Après l’époque des aventures de Flipper le flippé qui restaient ancrées dans le domaine du possible malgré l’usage de figures animales, Morgan Navarro est passé avec Cow-boy moustache dans la création d’univers plus libres, propices à imager sa pensée. S’il poursuit sur ce postulat de base, il revient avec Malcom Foot à un trait simplifié à l’extrême qui convient à l’ambiance déjantée qu’il a souhaitée rendre, l’utilisation des couleurs venant parachever cette sensation.
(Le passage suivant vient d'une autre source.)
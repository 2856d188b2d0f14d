//! Video entity - an ordered YouTube video on a restaurant's page.

use sea_orm::entity::prelude::*;
use serde::{Deserialize, Serialize};

/// Video database model
#[derive(Clone, Debug, PartialEq, Eq, DeriveEntityModel, Serialize, Deserialize)]
#[sea_orm(table_name = "videos")]
pub struct Model {
    /// Unique identifier
    #[sea_orm(primary_key)]
    pub id: i64,
    /// Owning restaurant
    #[sea_orm(indexed)]
    pub restaurant_id: i64,
    /// Title shown under the embed
    pub title: String,
    /// URL as submitted by the owner
    pub url: String,
    /// 11-character YouTube video id parsed from `url`
    pub youtube_id: String,
    /// Display position
    #[sea_orm(column_name = "order")]
    pub sort_order: i32,
    /// When the video was added
    pub created_at: DateTimeUtc,
}

/// Defines relationships between Video and other entities
#[derive(Copy, Clone, Debug, EnumIter, DeriveRelation)]
pub enum Relation {
    /// Each video belongs to one restaurant
    #[sea_orm(
        belongs_to = "super::restaurant::Entity",
        from = "Column::RestaurantId",
        to = "super::restaurant::Column::Id",
        on_delete = "Cascade"
    )]
    Restaurant,
}

impl Related<super::restaurant::Entity> for Entity {
    fn to() -> RelationDef {
        Relation::Restaurant.def()
    }
}

impl ActiveModelBehavior for ActiveModel {}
De quoi parle cet album ? De responsables manipulés comme des marionnettes, plus soucieux de leur image que de leur charge, aveuglés par leur passage au zénith et laissant les navires lentement mais sûrement s’échouer. Mais aussi de la lente dérive d’une société rongée par l’appétit de consommer qui, tout à son petit bonheur, n’est plus en phase avec la réalité. A la masse subjuguée par les slogans qu’elle veut bien entendre, tout aussi irresponsable que ses dirigeants et droguée par une course aux sensations. Mais comme le récit a tendance à abuser avec plus ou moins de succès de symboles et se disperse un peu à force de vouloir brosser un panel le plus large possible de ces déviances contemporaines, il risque par instant de laisser le lecteur interloqué. C’est pourtant le point fort de cet album que cette débauche d’énergie qui émerge à chaque page. L’auteur semble d’ailleurs se délecter à proposer cette sorte de comédie musicale, à grands renforts de chansons aux textes profondément stupides (en anglais il va de soi), accompagnées de chorégraphies qui n’ont rien à envier à certaines émissions du samedi soir. C’est tout aussi paradoxalement que l’humour, puisque c’est le registre retenu pour cet album, manque de percussion et n’atteint pas toujours son objectif. Ce travers était déjà présent dans Cow-boy moustache, comme si Navarro avait du mal à situer son ton entre caricature et pessimisme. C’est d’autant plus dommage qu’il y parvenait fort bien dans le monde plus léger de Flipper.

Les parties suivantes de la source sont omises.